Records provided -

===============

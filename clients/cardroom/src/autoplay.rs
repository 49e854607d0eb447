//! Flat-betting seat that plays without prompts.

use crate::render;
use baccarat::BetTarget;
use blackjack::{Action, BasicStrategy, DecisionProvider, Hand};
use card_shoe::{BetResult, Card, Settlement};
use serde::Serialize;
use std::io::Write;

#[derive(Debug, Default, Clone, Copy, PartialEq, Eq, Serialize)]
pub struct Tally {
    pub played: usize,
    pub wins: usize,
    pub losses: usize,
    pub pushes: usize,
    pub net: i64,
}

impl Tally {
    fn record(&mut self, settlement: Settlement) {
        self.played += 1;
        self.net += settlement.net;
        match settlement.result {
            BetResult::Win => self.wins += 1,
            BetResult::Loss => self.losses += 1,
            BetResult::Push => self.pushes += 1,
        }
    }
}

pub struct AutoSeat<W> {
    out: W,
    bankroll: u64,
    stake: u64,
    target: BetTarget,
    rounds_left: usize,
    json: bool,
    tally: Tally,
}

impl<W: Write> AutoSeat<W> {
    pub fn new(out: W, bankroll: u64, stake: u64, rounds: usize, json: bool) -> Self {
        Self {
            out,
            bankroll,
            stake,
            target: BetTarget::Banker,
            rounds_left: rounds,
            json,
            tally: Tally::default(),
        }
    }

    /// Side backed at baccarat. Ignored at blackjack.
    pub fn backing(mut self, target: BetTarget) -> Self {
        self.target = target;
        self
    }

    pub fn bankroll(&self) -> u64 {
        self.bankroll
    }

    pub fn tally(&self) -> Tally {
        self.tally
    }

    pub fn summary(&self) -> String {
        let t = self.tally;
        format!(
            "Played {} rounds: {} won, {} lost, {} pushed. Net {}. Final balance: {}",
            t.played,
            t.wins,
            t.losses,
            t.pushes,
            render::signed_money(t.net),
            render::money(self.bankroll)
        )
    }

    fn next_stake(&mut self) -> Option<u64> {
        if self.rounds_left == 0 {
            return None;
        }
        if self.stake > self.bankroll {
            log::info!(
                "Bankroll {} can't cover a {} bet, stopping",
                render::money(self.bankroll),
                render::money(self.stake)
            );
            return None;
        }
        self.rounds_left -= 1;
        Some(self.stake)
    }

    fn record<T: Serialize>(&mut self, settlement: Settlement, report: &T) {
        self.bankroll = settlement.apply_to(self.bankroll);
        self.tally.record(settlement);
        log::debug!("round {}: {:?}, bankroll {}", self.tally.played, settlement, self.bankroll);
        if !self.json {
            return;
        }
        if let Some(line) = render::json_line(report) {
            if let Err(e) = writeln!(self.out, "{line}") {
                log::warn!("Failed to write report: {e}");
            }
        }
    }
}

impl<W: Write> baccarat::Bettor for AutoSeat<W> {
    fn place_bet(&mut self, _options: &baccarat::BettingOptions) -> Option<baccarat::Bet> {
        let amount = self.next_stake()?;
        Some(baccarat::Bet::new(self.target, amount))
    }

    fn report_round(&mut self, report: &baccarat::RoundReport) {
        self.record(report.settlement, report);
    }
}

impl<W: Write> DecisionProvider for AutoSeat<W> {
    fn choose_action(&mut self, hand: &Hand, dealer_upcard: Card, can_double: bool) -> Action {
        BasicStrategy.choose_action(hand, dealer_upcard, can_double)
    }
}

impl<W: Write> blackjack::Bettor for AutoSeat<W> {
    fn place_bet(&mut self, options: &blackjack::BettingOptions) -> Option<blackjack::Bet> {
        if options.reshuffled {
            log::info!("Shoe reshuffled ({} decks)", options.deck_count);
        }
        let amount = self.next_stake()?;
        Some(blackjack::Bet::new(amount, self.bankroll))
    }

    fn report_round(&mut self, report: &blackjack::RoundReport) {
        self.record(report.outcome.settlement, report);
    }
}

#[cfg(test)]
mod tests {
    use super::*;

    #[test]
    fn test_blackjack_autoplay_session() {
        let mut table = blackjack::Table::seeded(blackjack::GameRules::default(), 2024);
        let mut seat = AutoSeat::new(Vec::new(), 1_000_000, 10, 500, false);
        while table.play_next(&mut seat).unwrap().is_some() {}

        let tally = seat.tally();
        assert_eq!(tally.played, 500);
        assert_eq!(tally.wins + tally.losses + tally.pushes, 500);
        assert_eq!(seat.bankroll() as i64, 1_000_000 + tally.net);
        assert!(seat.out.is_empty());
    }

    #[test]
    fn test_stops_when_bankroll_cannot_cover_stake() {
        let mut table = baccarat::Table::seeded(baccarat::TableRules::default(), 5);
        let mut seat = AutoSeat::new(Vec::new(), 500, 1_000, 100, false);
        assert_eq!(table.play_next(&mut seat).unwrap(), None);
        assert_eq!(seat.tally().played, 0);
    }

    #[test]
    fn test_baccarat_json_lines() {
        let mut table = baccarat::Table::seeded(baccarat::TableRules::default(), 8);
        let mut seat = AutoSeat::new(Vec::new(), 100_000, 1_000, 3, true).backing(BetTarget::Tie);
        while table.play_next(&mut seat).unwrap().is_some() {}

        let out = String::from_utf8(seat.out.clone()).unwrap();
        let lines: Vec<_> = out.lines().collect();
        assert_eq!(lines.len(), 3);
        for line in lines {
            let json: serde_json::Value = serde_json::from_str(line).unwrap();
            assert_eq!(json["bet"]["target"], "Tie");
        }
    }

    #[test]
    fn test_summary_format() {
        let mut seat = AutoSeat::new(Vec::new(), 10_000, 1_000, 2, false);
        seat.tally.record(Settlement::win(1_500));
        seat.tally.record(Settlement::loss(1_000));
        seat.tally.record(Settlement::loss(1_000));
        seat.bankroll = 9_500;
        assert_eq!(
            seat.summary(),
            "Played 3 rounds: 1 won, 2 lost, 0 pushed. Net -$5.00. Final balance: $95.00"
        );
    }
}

===============

Exercise aim - Pull out all lines from the entries above that include the word "lost".

The answer -
            "Played {} rounds: {} won, {} lost, {} pushed. Net {}. Final balance: {}",
            "Played 3 rounds: 1 won, 2 lost, 0 pushed. Net -$5.00. Final balance: $95.00"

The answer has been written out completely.